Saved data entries
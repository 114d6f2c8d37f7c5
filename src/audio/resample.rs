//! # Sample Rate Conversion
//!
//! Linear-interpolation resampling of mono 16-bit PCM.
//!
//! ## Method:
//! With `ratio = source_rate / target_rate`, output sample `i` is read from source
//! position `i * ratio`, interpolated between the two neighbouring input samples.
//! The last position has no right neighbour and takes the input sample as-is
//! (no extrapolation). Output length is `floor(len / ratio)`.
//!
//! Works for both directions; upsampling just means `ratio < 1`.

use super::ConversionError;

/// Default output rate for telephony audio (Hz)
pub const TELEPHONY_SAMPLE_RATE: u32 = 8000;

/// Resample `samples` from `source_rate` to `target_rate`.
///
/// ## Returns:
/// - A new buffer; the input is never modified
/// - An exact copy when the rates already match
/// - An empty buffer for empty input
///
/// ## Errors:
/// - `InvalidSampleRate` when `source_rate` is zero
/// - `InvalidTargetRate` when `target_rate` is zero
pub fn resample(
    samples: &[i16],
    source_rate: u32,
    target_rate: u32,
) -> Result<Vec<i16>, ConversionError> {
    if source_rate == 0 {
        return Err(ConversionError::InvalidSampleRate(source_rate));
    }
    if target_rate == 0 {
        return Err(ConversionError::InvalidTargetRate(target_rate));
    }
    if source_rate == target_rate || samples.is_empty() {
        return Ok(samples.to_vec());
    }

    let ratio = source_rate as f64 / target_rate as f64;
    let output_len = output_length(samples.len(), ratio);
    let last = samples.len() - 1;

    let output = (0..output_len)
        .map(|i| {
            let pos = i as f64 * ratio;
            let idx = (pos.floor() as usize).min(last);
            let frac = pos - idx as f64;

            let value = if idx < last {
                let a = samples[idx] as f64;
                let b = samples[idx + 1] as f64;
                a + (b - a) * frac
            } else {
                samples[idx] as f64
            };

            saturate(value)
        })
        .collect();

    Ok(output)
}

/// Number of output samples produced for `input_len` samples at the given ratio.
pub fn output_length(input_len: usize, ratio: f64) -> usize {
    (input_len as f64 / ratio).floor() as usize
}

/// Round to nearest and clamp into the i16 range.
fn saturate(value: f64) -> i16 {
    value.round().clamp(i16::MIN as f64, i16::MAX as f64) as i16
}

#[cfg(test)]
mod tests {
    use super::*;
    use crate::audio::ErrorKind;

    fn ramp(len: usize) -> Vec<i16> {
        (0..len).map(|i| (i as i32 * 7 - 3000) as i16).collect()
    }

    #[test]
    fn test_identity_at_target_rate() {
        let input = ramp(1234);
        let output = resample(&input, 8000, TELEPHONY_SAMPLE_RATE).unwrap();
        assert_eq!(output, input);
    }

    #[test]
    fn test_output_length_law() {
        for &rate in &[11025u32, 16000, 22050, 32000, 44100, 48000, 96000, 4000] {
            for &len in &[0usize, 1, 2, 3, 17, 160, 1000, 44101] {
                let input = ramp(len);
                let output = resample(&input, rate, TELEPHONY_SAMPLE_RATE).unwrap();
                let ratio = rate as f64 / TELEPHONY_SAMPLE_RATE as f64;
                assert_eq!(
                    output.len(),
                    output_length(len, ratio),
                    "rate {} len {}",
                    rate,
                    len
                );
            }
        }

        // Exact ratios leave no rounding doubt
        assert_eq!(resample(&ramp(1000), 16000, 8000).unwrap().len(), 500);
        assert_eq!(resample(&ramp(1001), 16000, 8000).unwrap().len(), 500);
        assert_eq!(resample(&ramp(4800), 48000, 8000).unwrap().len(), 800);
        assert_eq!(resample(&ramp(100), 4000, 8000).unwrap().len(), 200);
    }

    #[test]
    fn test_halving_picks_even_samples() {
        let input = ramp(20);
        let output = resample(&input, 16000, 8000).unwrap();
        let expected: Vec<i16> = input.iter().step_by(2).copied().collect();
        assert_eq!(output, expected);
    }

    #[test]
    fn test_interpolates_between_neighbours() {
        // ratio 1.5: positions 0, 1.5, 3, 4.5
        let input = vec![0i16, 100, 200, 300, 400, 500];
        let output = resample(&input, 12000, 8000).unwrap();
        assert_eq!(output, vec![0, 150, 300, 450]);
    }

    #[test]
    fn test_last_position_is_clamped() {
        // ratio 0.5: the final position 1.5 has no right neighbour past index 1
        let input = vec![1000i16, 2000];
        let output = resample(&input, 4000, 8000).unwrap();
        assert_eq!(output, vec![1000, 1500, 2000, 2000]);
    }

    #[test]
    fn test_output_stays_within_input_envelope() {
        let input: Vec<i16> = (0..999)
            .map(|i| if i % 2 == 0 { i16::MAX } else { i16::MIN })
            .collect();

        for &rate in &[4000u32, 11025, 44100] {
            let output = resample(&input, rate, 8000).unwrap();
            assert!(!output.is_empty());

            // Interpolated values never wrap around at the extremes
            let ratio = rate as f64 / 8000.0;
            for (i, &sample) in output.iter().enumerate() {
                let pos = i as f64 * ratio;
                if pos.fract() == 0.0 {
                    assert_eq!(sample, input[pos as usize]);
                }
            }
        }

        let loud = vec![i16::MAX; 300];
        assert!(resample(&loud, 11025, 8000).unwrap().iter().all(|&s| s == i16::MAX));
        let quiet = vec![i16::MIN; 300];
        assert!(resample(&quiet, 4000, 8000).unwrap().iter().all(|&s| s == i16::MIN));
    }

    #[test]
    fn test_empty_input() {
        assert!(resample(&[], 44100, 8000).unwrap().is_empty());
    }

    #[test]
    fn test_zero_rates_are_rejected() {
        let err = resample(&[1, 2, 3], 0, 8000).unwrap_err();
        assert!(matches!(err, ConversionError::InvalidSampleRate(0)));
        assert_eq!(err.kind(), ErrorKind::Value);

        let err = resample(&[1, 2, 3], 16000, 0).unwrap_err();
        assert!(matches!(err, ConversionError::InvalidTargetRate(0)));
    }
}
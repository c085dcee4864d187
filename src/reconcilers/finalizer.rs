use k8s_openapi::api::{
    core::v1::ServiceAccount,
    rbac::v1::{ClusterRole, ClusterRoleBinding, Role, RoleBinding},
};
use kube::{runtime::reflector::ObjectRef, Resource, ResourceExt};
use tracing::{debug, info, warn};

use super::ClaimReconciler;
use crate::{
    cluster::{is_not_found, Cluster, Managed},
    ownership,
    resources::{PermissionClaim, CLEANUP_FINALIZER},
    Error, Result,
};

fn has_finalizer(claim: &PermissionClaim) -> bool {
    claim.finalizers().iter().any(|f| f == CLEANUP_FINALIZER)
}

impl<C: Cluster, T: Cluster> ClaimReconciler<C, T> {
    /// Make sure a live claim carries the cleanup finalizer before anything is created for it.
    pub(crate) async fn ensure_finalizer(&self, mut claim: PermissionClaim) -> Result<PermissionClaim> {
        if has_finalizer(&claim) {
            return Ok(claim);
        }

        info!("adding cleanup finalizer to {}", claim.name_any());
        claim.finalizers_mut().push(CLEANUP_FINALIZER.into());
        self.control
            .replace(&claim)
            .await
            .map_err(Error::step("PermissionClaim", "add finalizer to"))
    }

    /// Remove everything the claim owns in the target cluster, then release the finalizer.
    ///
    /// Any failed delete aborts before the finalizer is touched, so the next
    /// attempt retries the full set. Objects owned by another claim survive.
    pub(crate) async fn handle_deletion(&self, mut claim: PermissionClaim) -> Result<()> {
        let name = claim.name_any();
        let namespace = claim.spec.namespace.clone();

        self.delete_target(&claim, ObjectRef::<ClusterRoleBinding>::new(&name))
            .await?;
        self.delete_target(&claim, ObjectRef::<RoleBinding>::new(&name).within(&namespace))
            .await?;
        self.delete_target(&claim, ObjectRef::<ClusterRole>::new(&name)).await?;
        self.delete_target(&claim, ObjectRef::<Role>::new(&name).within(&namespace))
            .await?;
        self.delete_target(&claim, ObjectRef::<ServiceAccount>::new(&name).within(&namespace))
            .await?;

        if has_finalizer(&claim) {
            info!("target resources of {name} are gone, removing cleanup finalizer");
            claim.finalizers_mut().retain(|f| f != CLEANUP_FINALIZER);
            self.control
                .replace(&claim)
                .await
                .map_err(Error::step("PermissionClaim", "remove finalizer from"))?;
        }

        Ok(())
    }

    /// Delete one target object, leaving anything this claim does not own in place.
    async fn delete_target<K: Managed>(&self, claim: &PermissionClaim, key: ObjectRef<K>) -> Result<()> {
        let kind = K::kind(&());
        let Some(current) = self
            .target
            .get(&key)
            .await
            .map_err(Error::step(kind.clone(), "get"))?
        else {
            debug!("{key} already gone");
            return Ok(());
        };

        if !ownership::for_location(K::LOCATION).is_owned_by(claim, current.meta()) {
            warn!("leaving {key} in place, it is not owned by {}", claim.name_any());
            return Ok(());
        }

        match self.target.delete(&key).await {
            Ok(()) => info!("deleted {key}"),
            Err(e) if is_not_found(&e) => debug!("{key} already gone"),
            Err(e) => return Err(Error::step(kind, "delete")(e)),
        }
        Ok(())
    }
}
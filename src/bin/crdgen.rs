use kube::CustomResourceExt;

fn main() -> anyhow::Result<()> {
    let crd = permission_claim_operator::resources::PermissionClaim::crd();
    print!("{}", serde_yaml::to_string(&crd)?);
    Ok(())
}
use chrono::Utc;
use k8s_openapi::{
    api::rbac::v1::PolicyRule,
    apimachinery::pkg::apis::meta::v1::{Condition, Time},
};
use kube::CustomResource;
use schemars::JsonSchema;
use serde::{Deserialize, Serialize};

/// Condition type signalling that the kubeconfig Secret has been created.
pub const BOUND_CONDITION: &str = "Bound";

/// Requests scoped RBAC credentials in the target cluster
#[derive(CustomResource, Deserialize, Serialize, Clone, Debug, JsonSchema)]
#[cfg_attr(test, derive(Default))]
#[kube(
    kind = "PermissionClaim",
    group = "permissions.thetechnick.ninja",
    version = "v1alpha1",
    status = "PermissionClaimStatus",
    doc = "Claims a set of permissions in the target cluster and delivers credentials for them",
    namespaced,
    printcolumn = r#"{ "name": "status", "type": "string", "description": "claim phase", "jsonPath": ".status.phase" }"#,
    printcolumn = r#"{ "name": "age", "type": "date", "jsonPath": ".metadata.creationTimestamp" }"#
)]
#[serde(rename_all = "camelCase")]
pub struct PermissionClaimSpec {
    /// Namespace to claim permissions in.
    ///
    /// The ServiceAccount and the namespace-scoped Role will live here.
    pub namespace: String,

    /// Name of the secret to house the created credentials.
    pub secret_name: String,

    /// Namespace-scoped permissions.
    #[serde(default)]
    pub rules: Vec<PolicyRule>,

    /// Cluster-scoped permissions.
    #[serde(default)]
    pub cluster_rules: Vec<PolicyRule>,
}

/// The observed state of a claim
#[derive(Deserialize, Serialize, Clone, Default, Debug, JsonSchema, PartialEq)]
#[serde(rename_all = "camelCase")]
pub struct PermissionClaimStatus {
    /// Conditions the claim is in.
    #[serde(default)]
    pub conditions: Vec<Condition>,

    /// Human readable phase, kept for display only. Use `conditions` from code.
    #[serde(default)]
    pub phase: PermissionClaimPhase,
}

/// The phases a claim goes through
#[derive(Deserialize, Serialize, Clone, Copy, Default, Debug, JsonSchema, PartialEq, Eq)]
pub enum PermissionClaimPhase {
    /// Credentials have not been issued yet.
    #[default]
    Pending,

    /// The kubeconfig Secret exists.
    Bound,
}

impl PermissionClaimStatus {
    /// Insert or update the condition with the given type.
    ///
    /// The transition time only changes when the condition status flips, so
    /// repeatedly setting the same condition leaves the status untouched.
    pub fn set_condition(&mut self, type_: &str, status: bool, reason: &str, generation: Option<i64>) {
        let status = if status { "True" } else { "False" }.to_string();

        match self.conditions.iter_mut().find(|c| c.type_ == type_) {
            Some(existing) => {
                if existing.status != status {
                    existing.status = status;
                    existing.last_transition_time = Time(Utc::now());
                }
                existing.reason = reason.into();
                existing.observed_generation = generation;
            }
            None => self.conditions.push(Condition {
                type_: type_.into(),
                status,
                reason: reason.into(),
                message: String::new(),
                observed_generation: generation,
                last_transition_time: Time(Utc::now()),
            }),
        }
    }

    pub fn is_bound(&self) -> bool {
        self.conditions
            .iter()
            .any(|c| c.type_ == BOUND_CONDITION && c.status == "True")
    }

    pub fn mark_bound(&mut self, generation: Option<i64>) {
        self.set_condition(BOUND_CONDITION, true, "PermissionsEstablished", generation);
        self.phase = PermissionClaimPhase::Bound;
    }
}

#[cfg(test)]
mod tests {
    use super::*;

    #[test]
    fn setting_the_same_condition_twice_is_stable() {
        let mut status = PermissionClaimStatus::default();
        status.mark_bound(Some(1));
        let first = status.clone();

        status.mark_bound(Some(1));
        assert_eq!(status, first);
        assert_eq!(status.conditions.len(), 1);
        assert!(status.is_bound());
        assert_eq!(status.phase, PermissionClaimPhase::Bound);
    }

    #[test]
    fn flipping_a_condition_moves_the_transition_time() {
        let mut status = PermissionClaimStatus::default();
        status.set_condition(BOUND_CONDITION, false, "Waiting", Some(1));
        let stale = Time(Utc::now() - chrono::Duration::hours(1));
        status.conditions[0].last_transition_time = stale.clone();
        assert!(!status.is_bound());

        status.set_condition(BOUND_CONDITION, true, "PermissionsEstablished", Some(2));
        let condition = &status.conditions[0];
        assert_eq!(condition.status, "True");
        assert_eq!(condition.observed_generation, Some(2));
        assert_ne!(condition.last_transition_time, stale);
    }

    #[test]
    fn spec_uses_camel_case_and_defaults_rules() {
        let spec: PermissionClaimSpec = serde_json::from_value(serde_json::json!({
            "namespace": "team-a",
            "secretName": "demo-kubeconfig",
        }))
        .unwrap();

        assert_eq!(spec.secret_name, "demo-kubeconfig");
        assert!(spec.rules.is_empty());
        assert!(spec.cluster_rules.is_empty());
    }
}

WHAT THE EXERCISE ASKS
Only the lines above from the line with "pub fn output_length(input_len: usize, ratio: f64)" to the line with "resample(&input, rate, TELEPHONY_SAMPLE_RATE).unwrap();", those two lines included, should be reproduced exactly.

ANSWER TO THE EXERCISE
pub fn output_length(input_len: usize, ratio: f64) -> usize {
    (input_len as f64 / ratio).floor() as usize
}

/// Round to nearest and clamp into the i16 range.
fn saturate(value: f64) -> i16 {
    value.round().clamp(i16::MIN as f64, i16::MAX as f64) as i16
}

#[cfg(test)]
mod tests {
    use super::*;
    use crate::audio::ErrorKind;

    fn ramp(len: usize) -> Vec<i16> {
        (0..len).map(|i| (i as i32 * 7 - 3000) as i16).collect()
    }

    #[test]
    fn test_identity_at_target_rate() {
        let input = ramp(1234);
        let output = resample(&input, 8000, TELEPHONY_SAMPLE_RATE).unwrap();
        assert_eq!(output, input);
    }

    #[test]
    fn test_output_length_law() {
        for &rate in &[11025u32, 16000, 22050, 32000, 44100, 48000, 96000, 4000] {
            for &len in &[0usize, 1, 2, 3, 17, 160, 1000, 44101] {
                let input = ramp(len);
                let output = resample(&input, rate, TELEPHONY_SAMPLE_RATE).unwrap();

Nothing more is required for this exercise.